━━━ PROVIDED INFORMATION ━━━
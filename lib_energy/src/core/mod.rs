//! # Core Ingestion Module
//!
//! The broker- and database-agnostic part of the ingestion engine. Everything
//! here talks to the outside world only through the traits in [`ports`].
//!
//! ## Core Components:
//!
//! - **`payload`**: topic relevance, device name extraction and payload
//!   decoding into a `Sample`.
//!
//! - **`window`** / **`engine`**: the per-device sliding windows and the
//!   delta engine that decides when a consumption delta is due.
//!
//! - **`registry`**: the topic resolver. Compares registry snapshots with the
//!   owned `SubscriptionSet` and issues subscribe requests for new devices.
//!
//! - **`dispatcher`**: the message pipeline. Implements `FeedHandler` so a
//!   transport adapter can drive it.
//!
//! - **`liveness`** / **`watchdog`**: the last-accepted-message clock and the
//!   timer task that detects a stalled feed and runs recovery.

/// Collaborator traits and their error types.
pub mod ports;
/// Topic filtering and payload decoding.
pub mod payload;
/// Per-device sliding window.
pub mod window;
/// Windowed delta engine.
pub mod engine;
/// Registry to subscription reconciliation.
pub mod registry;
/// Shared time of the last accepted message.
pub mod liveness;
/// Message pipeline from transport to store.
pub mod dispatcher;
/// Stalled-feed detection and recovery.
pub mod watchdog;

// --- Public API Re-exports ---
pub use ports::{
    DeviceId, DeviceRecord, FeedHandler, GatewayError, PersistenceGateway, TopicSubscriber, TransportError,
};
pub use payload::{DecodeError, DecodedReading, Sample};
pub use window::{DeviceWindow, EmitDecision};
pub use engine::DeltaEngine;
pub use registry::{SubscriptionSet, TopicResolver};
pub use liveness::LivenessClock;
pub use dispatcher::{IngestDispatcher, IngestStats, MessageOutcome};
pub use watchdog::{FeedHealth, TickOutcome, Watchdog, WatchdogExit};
━━━
━━━ PROVIDED INFORMATION ━━━
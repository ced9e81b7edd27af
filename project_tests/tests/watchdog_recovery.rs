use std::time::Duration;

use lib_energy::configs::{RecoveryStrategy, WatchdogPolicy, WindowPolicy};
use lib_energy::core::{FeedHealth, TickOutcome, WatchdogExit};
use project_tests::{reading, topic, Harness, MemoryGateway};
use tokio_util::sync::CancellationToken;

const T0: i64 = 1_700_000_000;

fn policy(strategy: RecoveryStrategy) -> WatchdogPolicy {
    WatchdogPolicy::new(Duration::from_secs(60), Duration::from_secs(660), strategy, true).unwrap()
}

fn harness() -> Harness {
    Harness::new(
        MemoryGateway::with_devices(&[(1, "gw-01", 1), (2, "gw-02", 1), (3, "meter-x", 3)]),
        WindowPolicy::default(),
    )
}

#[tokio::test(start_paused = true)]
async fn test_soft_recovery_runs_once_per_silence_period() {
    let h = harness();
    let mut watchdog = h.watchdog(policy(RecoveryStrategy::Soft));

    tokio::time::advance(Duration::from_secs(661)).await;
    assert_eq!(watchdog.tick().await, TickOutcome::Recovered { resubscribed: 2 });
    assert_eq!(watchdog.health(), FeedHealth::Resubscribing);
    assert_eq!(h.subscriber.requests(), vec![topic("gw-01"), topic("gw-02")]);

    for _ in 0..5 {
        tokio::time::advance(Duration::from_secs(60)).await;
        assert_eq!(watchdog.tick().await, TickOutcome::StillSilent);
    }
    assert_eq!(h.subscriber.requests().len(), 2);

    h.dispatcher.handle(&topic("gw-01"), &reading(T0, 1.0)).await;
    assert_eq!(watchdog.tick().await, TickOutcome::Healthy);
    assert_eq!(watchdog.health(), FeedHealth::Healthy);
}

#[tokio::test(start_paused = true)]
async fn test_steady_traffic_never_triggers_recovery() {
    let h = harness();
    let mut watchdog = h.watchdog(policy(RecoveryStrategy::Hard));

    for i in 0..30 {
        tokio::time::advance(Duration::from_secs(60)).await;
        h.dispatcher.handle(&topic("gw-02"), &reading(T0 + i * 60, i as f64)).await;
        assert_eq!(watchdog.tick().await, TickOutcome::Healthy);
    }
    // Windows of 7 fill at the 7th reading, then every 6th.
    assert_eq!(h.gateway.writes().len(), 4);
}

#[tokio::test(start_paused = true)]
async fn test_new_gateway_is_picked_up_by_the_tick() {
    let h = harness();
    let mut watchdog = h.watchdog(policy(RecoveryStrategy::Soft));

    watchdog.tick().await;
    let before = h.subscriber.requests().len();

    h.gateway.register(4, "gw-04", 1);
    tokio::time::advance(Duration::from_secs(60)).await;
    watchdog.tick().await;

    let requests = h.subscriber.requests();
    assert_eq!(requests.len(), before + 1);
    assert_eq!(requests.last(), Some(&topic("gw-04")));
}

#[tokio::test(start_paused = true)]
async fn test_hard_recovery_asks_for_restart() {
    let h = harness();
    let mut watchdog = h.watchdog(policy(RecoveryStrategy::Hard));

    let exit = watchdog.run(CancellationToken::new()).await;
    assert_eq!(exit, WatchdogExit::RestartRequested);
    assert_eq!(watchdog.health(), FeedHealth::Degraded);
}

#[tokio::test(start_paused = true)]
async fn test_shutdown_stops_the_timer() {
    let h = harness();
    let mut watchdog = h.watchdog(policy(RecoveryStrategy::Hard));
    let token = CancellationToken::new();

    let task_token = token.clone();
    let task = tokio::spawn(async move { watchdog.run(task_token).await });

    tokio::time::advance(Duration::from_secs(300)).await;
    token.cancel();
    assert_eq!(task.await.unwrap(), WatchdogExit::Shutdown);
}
━━━
WORK INSTRUCTION: Write out, from the lines above, only those from the line with "filename lib_energy/src/core/mod.rs" to the line with "pub mod ports;", exactly as given, including the first and the last.

TASK ANSWER:
filename lib_energy/src/core/mod.rs
//! # Core Ingestion Module
//!
//! The broker- and database-agnostic part of the ingestion engine. Everything
//! here talks to the outside world only through the traits in [`ports`].
//!
//! ## Core Components:
//!
//! - **`payload`**: topic relevance, device name extraction and payload
//!   decoding into a `Sample`.
//!
//! - **`window`** / **`engine`**: the per-device sliding windows and the
//!   delta engine that decides when a consumption delta is due.
//!
//! - **`registry`**: the topic resolver. Compares registry snapshots with the
//!   owned `SubscriptionSet` and issues subscribe requests for new devices.
//!
//! - **`dispatcher`**: the message pipeline. Implements `FeedHandler` so a
//!   transport adapter can drive it.
//!
//! - **`liveness`** / **`watchdog`**: the last-accepted-message clock and the
//!   timer task that detects a stalled feed and runs recovery.

/// Collaborator traits and their error types.
pub mod ports;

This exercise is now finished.